| Work to be completed |
From the records, pick out and copy each line containing "CorsConfig".

(Recorded data)
- Opening Delimiter -

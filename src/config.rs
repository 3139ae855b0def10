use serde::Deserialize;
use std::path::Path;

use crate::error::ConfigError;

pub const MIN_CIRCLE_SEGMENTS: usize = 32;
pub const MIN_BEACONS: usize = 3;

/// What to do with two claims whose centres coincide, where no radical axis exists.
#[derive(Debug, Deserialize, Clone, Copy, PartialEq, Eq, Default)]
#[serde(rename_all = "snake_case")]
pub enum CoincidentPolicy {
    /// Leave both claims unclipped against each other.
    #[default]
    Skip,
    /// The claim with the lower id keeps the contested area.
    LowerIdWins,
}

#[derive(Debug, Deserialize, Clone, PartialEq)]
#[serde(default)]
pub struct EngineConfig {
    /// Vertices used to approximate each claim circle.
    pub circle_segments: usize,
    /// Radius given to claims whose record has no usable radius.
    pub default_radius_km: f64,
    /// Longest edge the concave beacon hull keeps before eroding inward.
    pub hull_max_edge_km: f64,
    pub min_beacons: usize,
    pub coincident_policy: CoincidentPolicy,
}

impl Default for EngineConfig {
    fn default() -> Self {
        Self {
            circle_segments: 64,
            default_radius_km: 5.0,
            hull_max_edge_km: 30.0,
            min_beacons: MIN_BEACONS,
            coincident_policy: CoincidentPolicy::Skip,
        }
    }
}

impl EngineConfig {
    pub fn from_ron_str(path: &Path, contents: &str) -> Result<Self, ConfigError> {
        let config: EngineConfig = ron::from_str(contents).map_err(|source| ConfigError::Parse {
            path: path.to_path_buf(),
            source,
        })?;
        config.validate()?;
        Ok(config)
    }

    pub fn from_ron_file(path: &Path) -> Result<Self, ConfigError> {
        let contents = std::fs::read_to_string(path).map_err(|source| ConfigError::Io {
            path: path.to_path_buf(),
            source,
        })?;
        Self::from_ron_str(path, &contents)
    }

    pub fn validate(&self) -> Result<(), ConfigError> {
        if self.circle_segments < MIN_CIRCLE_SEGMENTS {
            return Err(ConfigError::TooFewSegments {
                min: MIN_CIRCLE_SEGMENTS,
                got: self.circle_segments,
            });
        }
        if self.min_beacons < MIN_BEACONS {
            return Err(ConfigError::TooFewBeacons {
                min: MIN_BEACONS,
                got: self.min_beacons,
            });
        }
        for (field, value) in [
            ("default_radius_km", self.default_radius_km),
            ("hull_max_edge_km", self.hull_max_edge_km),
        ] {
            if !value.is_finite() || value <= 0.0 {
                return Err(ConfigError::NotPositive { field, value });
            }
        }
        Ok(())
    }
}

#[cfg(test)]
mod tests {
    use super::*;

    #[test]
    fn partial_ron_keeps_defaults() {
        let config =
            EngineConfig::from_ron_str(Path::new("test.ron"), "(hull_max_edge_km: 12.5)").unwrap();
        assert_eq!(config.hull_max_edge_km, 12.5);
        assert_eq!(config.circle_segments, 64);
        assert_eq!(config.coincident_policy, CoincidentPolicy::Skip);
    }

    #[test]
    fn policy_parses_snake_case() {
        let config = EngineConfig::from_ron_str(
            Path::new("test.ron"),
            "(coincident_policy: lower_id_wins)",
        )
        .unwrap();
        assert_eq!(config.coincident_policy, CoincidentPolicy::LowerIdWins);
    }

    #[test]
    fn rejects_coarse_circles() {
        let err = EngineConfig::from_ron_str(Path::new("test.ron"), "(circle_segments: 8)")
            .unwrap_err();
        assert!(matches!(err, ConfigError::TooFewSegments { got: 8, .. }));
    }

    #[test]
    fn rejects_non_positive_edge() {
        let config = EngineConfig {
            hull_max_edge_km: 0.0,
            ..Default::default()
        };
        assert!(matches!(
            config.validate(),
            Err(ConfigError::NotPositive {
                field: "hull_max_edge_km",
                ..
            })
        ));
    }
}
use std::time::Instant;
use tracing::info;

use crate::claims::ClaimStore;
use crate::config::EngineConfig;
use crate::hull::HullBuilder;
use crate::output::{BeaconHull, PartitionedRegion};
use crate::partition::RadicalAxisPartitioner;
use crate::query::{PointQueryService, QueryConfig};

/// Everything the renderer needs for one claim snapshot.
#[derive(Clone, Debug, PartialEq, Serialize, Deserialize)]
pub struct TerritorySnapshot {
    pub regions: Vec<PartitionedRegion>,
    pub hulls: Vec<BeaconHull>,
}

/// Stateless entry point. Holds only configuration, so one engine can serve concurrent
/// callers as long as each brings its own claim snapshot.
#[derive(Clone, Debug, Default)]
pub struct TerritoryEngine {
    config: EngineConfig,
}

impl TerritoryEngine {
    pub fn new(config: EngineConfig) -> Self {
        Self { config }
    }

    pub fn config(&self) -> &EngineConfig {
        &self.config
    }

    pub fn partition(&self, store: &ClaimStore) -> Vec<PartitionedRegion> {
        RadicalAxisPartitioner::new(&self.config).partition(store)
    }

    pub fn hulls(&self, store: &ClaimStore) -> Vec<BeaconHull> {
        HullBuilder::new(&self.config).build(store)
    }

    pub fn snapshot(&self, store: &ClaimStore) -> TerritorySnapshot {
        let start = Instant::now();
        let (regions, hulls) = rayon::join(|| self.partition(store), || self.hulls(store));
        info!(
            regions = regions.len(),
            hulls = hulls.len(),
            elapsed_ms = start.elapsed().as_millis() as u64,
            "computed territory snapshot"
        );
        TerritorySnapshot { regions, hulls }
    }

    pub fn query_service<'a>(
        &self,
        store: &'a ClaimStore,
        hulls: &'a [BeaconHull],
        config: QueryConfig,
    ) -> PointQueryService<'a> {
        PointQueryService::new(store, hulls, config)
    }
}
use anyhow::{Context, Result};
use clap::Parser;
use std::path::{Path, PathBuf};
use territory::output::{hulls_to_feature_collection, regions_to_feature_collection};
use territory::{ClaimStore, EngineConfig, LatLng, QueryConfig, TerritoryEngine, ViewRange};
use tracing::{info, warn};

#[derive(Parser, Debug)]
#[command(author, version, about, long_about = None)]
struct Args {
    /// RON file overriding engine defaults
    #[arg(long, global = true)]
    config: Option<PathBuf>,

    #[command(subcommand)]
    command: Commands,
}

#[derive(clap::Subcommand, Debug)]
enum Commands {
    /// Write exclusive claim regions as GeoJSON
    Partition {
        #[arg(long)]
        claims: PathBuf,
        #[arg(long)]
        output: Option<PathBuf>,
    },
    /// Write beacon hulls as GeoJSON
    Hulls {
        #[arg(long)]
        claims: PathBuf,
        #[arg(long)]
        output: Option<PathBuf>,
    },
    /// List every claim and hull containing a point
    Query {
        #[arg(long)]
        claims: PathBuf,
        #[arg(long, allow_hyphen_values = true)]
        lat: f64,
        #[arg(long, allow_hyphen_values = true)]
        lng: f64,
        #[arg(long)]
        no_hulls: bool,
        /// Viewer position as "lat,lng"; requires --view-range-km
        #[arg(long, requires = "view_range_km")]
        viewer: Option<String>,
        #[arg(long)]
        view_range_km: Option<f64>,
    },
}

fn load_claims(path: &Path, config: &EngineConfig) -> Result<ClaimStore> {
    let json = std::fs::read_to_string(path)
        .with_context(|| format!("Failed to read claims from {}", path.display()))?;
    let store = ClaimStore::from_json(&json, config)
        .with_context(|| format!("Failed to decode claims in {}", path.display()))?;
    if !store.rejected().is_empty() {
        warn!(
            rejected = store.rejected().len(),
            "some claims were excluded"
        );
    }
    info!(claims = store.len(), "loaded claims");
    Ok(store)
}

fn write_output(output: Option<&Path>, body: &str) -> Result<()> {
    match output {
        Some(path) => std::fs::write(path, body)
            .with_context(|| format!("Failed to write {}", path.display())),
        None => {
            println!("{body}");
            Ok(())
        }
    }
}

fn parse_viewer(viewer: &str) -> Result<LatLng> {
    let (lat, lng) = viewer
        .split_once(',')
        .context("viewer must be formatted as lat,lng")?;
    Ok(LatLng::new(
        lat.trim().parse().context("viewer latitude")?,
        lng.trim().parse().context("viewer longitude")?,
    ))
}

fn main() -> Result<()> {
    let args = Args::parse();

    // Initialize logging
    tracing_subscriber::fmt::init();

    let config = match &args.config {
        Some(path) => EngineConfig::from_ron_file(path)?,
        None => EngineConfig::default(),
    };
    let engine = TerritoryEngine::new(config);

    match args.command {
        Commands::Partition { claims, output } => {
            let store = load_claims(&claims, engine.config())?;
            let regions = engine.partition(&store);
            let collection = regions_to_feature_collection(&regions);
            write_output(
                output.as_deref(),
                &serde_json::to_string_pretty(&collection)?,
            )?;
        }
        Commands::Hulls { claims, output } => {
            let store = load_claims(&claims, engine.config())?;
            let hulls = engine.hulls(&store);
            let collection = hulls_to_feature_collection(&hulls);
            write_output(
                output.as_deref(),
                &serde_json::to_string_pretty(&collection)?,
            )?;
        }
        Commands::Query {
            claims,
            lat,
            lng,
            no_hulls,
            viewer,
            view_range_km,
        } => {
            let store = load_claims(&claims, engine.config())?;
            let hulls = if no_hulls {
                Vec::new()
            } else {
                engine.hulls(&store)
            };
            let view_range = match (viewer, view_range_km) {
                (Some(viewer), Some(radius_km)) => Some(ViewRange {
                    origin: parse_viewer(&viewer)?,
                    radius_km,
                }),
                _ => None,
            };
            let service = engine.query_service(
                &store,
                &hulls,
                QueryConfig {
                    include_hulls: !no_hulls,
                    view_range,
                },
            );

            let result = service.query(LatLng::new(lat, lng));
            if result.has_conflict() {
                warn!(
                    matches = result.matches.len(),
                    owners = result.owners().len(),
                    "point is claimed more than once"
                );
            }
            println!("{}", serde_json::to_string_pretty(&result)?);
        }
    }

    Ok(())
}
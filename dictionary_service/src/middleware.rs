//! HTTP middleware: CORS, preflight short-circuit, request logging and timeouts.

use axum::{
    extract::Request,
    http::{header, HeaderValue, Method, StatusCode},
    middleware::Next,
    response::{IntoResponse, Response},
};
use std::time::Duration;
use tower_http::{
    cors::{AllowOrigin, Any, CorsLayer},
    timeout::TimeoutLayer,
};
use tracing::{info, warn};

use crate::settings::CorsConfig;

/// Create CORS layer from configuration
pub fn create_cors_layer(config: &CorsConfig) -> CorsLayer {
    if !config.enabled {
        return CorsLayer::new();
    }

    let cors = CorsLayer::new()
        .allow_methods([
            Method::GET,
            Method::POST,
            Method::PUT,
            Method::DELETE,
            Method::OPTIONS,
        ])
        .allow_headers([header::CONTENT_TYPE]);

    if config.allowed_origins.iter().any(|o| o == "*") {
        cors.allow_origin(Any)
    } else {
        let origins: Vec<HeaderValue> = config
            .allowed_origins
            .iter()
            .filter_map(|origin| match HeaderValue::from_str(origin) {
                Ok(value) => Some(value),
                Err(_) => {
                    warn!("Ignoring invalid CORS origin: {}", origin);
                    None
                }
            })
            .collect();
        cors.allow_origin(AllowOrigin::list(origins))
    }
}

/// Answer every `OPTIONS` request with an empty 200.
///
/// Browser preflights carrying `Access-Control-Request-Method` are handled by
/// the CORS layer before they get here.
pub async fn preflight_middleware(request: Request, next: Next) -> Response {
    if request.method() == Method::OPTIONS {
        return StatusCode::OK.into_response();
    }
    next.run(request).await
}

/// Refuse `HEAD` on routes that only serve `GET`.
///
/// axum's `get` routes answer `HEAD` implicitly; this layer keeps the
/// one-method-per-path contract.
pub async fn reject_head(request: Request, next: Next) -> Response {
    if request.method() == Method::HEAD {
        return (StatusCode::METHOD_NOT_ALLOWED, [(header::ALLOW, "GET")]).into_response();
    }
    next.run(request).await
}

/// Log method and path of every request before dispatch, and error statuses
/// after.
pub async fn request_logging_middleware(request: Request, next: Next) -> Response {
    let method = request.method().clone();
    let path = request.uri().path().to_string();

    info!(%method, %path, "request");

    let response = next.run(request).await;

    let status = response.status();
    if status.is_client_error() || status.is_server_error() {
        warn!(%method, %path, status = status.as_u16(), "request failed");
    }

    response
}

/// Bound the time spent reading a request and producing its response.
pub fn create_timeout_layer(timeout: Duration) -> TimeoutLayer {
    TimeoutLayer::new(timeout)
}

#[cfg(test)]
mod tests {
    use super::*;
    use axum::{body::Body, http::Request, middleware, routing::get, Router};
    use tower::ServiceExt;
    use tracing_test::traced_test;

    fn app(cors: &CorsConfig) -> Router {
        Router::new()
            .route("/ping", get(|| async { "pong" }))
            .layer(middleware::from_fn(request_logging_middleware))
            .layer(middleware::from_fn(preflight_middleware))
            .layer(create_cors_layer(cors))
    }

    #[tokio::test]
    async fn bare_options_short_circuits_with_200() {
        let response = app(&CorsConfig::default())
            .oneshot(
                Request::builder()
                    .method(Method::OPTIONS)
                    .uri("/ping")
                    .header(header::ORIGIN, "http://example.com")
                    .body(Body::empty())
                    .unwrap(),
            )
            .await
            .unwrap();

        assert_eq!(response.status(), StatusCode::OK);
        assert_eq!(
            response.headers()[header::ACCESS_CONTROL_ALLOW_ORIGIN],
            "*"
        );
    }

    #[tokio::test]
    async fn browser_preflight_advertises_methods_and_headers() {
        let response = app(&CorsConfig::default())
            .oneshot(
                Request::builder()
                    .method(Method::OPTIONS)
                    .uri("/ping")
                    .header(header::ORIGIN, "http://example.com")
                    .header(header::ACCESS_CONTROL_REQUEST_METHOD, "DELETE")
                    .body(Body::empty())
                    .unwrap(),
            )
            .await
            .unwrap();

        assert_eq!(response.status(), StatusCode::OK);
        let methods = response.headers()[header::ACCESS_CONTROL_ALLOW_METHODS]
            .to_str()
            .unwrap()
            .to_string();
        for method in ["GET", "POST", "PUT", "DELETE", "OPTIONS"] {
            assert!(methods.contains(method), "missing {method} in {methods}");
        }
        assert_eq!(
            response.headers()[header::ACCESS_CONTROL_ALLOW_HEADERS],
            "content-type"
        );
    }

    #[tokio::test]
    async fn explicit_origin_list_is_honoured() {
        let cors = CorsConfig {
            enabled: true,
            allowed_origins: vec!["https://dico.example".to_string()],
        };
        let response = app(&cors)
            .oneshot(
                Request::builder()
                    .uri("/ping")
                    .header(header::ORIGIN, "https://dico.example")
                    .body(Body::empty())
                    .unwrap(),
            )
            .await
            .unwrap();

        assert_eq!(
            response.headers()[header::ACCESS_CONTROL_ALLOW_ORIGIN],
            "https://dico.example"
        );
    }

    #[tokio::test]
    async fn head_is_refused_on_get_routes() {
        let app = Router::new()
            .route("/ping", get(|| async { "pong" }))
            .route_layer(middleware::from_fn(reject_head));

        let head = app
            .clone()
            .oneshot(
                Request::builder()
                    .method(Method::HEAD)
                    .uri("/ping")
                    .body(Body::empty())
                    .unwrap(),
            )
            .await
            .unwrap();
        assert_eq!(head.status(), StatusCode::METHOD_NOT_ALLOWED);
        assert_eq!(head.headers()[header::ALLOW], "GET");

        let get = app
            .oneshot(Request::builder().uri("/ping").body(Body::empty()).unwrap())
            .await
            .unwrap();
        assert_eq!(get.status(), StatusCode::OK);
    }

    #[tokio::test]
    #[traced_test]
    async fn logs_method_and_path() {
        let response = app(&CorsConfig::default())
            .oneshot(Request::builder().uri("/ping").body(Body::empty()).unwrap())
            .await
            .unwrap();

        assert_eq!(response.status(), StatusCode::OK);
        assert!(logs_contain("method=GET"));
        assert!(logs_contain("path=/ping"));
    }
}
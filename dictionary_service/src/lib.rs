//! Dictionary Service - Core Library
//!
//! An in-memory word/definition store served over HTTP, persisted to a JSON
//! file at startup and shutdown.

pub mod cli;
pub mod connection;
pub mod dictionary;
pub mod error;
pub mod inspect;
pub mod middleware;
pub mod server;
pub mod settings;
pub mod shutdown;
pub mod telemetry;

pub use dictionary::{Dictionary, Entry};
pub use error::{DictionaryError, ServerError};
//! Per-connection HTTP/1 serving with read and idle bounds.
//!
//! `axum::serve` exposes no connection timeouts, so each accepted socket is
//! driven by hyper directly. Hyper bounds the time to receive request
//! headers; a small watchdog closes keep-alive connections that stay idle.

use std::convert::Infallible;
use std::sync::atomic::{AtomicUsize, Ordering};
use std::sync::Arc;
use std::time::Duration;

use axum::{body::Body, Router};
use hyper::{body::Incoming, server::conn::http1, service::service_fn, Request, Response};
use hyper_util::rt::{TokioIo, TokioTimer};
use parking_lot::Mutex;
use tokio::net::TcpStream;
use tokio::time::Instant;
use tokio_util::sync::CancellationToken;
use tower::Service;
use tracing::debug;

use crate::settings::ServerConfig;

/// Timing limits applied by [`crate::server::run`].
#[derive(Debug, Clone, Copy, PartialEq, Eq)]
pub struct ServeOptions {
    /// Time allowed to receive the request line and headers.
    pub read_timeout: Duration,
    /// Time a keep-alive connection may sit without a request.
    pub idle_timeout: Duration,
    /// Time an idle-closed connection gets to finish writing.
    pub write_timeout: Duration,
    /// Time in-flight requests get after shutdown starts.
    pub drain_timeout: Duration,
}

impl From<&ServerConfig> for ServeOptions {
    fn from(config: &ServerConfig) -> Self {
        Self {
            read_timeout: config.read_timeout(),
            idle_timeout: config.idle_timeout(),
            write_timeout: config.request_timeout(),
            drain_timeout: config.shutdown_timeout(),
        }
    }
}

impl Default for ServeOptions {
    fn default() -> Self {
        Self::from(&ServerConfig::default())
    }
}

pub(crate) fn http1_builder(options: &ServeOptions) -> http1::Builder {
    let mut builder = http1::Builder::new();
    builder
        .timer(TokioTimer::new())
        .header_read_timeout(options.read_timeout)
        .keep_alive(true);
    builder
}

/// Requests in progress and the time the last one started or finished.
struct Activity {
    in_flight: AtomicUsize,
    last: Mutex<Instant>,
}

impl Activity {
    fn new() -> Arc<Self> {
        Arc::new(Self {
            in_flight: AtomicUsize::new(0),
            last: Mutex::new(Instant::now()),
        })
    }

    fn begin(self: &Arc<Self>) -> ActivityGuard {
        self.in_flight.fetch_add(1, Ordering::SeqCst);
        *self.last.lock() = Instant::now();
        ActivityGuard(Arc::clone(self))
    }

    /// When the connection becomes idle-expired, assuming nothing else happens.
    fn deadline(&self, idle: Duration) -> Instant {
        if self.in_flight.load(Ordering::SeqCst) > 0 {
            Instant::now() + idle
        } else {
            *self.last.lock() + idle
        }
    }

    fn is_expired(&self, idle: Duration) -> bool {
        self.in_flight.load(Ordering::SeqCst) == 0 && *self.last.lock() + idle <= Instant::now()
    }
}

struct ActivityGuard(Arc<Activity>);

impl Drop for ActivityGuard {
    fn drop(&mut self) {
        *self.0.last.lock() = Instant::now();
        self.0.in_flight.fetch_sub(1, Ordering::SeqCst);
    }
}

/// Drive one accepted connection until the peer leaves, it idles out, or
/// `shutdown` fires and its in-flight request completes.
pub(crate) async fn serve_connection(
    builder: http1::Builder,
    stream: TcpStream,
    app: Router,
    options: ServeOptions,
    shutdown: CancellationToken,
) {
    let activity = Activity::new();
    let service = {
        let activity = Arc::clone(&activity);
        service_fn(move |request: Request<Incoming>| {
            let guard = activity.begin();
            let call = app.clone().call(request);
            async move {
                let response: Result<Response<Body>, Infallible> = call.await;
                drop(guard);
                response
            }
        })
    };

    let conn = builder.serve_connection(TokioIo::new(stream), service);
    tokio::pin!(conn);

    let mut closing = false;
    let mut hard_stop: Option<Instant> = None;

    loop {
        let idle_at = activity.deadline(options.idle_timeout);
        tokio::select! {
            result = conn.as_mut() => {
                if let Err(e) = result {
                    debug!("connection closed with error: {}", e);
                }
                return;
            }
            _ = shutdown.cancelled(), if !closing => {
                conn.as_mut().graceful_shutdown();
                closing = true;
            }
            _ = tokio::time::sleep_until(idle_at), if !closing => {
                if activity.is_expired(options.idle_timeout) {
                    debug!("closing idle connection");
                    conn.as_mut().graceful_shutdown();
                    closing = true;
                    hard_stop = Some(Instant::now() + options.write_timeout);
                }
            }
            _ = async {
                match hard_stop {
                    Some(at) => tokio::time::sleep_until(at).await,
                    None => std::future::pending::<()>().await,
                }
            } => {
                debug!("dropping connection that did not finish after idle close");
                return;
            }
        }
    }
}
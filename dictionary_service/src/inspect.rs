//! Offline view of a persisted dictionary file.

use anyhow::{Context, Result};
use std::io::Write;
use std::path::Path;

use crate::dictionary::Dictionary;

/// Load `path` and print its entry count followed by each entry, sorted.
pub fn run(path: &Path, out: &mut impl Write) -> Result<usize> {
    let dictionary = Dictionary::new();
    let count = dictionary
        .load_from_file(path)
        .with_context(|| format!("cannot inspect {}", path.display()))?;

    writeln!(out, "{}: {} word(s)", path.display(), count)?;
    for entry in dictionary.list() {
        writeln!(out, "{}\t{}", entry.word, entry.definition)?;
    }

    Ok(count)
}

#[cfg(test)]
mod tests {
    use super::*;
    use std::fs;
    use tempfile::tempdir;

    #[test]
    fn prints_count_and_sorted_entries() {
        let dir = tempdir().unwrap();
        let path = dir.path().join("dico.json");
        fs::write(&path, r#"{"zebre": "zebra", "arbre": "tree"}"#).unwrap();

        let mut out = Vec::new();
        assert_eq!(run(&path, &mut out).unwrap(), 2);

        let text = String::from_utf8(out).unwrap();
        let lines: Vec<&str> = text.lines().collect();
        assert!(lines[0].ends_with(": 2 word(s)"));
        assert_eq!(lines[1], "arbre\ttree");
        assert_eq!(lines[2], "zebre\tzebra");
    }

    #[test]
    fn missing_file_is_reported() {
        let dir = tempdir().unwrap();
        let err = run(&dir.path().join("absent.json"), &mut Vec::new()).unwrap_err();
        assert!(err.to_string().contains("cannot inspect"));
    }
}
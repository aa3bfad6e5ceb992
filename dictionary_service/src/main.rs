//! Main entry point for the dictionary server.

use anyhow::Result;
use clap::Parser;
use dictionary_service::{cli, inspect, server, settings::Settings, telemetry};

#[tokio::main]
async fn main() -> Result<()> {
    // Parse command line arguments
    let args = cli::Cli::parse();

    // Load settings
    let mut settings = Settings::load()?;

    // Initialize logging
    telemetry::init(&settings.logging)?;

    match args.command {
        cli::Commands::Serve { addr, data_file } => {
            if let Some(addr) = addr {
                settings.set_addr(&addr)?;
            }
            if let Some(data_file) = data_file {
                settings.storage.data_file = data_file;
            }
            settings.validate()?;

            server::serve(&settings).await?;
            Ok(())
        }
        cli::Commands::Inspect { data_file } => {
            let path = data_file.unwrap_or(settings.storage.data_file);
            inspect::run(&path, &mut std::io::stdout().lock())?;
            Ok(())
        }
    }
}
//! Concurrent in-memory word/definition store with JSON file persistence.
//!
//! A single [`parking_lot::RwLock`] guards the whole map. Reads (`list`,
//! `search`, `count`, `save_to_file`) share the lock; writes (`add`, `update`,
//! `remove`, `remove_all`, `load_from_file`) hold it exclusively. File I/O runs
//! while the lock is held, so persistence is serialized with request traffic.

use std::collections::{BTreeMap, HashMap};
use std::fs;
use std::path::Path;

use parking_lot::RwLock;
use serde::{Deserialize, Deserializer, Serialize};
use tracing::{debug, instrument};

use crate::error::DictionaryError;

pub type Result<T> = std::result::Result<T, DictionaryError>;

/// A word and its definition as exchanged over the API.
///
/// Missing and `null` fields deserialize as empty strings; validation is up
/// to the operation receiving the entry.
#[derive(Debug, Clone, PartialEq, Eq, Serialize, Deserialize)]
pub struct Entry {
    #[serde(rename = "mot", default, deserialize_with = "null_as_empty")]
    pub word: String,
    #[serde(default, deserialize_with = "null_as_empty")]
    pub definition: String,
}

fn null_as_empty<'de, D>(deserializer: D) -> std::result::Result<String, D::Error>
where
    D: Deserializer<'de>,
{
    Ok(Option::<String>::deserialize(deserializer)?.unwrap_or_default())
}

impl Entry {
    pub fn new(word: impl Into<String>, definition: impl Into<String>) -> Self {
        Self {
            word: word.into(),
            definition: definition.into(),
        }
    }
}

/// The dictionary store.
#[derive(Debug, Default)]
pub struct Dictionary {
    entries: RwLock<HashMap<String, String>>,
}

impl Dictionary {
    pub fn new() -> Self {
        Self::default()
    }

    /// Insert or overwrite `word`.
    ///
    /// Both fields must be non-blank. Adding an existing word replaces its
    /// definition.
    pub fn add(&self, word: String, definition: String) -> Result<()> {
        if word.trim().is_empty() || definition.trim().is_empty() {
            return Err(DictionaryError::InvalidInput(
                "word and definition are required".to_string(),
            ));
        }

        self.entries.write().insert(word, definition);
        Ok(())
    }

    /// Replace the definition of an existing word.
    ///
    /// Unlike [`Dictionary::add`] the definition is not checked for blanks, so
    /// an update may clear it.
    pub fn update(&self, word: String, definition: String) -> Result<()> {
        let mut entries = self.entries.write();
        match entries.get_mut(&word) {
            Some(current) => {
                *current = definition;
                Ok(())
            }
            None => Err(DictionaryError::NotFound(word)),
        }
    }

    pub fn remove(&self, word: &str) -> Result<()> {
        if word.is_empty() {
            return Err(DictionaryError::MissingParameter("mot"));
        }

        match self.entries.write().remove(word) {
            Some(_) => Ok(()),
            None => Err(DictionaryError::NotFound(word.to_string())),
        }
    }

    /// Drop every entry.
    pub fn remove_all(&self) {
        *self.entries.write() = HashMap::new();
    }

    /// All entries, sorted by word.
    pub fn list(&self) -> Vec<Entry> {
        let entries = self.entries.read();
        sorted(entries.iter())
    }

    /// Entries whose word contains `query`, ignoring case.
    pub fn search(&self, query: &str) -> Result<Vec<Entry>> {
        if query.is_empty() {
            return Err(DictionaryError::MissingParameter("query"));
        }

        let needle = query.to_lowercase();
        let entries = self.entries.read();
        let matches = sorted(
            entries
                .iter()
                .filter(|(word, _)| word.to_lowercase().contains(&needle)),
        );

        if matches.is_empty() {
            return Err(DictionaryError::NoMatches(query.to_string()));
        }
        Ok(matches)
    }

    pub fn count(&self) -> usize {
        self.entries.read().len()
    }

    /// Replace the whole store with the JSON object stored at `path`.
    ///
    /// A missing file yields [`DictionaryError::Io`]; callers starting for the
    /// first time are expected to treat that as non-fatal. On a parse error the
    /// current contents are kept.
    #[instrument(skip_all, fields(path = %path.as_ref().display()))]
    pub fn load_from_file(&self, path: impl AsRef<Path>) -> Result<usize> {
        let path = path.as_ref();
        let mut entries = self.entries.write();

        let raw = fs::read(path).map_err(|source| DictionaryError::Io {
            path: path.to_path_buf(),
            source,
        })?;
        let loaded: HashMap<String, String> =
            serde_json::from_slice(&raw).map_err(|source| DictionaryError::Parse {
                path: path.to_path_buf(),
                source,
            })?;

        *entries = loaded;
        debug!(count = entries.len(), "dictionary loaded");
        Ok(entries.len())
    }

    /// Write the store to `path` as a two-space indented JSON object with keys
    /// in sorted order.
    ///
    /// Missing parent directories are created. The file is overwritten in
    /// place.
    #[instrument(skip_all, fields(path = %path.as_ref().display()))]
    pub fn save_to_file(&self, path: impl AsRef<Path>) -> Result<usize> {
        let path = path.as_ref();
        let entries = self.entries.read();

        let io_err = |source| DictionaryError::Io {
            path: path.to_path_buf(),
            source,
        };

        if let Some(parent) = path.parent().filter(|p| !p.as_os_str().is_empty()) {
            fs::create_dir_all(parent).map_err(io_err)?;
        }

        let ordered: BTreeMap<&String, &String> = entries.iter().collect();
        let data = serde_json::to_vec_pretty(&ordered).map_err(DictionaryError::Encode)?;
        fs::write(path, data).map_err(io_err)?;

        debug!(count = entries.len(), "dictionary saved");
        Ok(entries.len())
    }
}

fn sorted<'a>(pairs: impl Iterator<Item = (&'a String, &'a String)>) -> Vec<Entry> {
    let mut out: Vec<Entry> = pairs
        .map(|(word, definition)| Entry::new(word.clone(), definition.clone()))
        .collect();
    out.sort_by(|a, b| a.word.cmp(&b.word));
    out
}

- Closing Delimiter -

| Problem solution |
use crate::settings::CorsConfig;
pub fn create_cors_layer(config: &CorsConfig) -> CorsLayer {
    fn app(cors: &CorsConfig) -> Router {
        let response = app(&CorsConfig::default())
        let response = app(&CorsConfig::default())
        let cors = CorsConfig {
        let response = app(&CorsConfig::default())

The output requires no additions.